Referring to fig. 3, in an alternative embodiment of the present invention, the first frame 101 and the second frame 102 are rotatably connected by a hinge structure 60, so that a certain treatment angle can be formed between the scanning device 20 and the radiotherapy device 30 to meet the design requirement of the treatment couch. Further, the rotation angle between the first frame 101 and the second frame 102 is 135 ° to 180 °. In the example shown in fig. 3, the rotating mechanism of the driving mechanism includes a rotating chassis 70 disposed below the top plate 501 of the treatment couch 50, so as to drive the top plate 501 to rotate in the vertical direction. The first frame 101 and the second frame 102 are rotatably connected with each other through the hinge structure 60, and the range of the rotation angle is set between 135 degrees and 180 degrees, so that the situation that the scanning device 20 and the radiotherapy device 30 are mutually overlapped can be avoided, the situation that the bed plate 501 of the treatment couch 50 needs to be lengthened, the rigidity of the bed plate 501 is insufficient, immeasurable potential harm to a patient is possibly caused is avoided, and the design difficulty of the treatment couch 50 is reduced in design.

In the case of a certain included angle between the scanning device 20 and the radiotherapy device 30, the initial position of the table plate 501 of the treatment couch 50 may be located at the intersection of the central axes of the first gantry 101 and the second gantry 102 as shown in fig. 3, so that the distance from the table plate 501 to the scanning device 20 and the radiotherapy device 30 may be the same, thereby reducing the positioning error. When the radiotherapy apparatus 100 operates, the top plate 501 of the treatment couch 50 is first raised to the same horizontal height as the center O1 of the scanning device 20 by the lifting mechanism of the driving mechanism, the top plate 501 is rotated to the position facing the scanning device 20 by the rotating chassis 70 of the rotating mechanism, the top plate 501 is then translated into the scanning device 20 by the translation mechanism of the driving mechanism, and the treatment region of the patient is determined by the scanning device 20 according to the lesion site of the patient obtained by scanning. After the scanning is finished, the bed plate 501 is moved out of the scanning device 20 by the translation mechanism of the driving mechanism and returned to the initial position, the bed plate 501 is rotated to the position facing the radiotherapy device 30 by the rotation chassis 70 of the rotating mechanism, the bed plate 501 is translated into the radiotherapy device 30 by the translation mechanism of the driving mechanism, and the radiotherapy is performed on the patient by the radiotherapy device 30. During the radiotherapy process, the current focus position of the patient is scanned and obtained in real time through the detection device 40, the current corresponding treatment area is determined, and the two are compared in real time to track the change condition of the focus position of the patient in real time, so that the radiotherapy device 30 can adjust the treatment scheme in time according to the change condition of the focus position of the patient, the precision and the speed of radiotherapy are effectively improved, and the damage to the healthy tissues of the patient is reduced as much as possible while the sufficient radiation dose is irradiated on the treatment area.

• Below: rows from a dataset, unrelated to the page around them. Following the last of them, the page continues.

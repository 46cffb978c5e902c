//! Ledger Operations
//!
//! The four operation kinds the escrow game needs. Each operation may name
//! its own source account; without one it acts on the transaction source.

use serde::{Serialize, Deserialize};
use crate::core::amount::Amount;
use crate::core::hash::TxHash;
use crate::core::keys::AccountId;

/// Key type of an additional account signer.
#[derive(Clone, Copy, Debug, PartialEq, Eq, Serialize, Deserialize)]
pub enum SignerKey {
    /// Exactly one future transaction, identified by its content hash.
    PreAuthTx(TxHash),
}

/// Signer entry added by `SetOptions`.
#[derive(Clone, Copy, Debug, PartialEq, Eq, Serialize, Deserialize)]
pub struct Signer {
    /// Signer key.
    pub key: SignerKey,
    /// Signing weight (0 removes the signer).
    pub weight: u8,
}

/// Operation payload.
#[derive(Clone, Debug, PartialEq, Eq, Serialize, Deserialize)]
pub enum OperationBody {
    /// Create and fund a new account.
    CreateAccount {
        /// New account.
        destination: AccountId,
        /// Initial native balance.
        starting_balance: Amount,
    },

    /// Native-asset payment.
    Payment {
        /// Receiving account.
        destination: AccountId,
        /// Amount sent.
        amount: Amount,
    },

    /// Transfer the whole balance and delete the source account.
    AccountMerge {
        /// Account receiving the balance.
        destination: AccountId,
    },

    /// Change signers and thresholds.
    SetOptions {
        /// New master key weight, if changed.
        master_weight: Option<u8>,
        /// Signer to add or update.
        signer: Option<Signer>,
    },
}

/// One operation inside a transaction.
#[derive(Clone, Debug, PartialEq, Eq, Serialize, Deserialize)]
pub struct Operation {
    /// Source account override.
    pub source: Option<AccountId>,
    /// Payload.
    pub body: OperationBody,
}

impl Operation {
    /// Create `destination` funded from `source`.
    pub fn create_account(source: Option<AccountId>, destination: AccountId, starting_balance: Amount) -> Self {
        Self {
            source,
            body: OperationBody::CreateAccount { destination, starting_balance },
        }
    }

    /// Pay `amount` from `source` to `destination`.
    pub fn payment(source: Option<AccountId>, destination: AccountId, amount: Amount) -> Self {
        Self {
            source,
            body: OperationBody::Payment { destination, amount },
        }
    }

    /// Merge `source` into `destination`.
    pub fn account_merge(source: Option<AccountId>, destination: AccountId) -> Self {
        Self {
            source,
            body: OperationBody::AccountMerge { destination },
        }
    }

    /// Add a pre-authorized transaction signer with weight 1.
    pub fn pre_authorize(source: AccountId, hash: TxHash) -> Self {
        Self {
            source: Some(source),
            body: OperationBody::SetOptions {
                master_weight: None,
                signer: Some(Signer { key: SignerKey::PreAuthTx(hash), weight: 1 }),
            },
        }
    }

    /// Set the master key weight of `source`.
    pub fn set_master_weight(source: AccountId, weight: u8) -> Self {
        Self {
            source: Some(source),
            body: OperationBody::SetOptions { master_weight: Some(weight), signer: None },
        }
    }

    /// Pre-authorized hash carried by this operation, if any.
    pub fn pre_authorized_hash(&self) -> Option<&TxHash> {
        match &self.body {
            OperationBody::SetOptions {
                signer: Some(Signer { key: SignerKey::PreAuthTx(hash), .. }),
                ..
            } => Some(hash),
            _ => None,
        }
    }

    /// Short name for logging.
    pub fn kind(&self) -> &'static str {
        match self.body {
            OperationBody::CreateAccount { .. } => "create_account",
            OperationBody::Payment { .. } => "payment",
            OperationBody::AccountMerge { .. } => "account_merge",
            OperationBody::SetOptions { .. } => "set_options",
        }
    }
}

#[cfg(test)]
mod tests {
    use super::*;

    #[test]
    fn test_pre_authorized_hash_extraction() {
        let escrow = AccountId::new([1; 32]);
        let op = Operation::pre_authorize(escrow, [9; 32]);
        assert_eq!(op.pre_authorized_hash(), Some(&[9; 32]));
        assert_eq!(op.source, Some(escrow));

        let master = Operation::set_master_weight(escrow, 0);
        assert_eq!(master.pre_authorized_hash(), None);
        assert_eq!(Operation::account_merge(None, escrow).pre_authorized_hash(), None);
    }

    #[test]
    fn test_kind_names() {
        let a = AccountId::new([1; 32]);
        assert_eq!(Operation::payment(None, a, Amount::ZERO).kind(), "payment");
        assert_eq!(Operation::account_merge(None, a).kind(), "account_merge");
        assert_eq!(Operation::create_account(None, a, Amount::ZERO).kind(), "create_account");
        assert_eq!(Operation::set_master_weight(a, 0).kind(), "set_options");
    }
}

Referring to fig. 4, in an alternative embodiment of the present invention, the radiotherapy apparatus 100 further comprises a display device 90 for displaying prompt information, which may be information of the coordinate position of the patient, the scanning stage such as ECG (electrocardiogram), or the radiotherapy stage. Further, the display device 90 is disposed between the first frame 101 and the second frame 102, so that the display device 90 is located at a position between the scanning device 20 and the radiotherapy device 30, which can visually display various motion functions of the treatment couch 50 and indicate the coordinate position of the current patient. In the present embodiment, the display device 90 may employ a central liquid crystal display.

Referring to fig. 5, in an alternative embodiment of the present invention, the first frame 101 and the second frame 102 are integrally formed into an arc structure, so that the scanning device 20 and the radiation therapy device 30 are combined into an arc structure, which is more convenient for moving the bed plate 501 of the treatment couch 50 in place and can achieve a more beautiful appearance. The initial position of the table 501 of the treatment couch 50 may be located at the center of the arc structure formed by the first gantry 101 and the second gantry 102 as shown in fig. 5, so that the distance from the table 501 to the scanning device 20 and the radiotherapy device 30 may be the same, thereby reducing the positioning error.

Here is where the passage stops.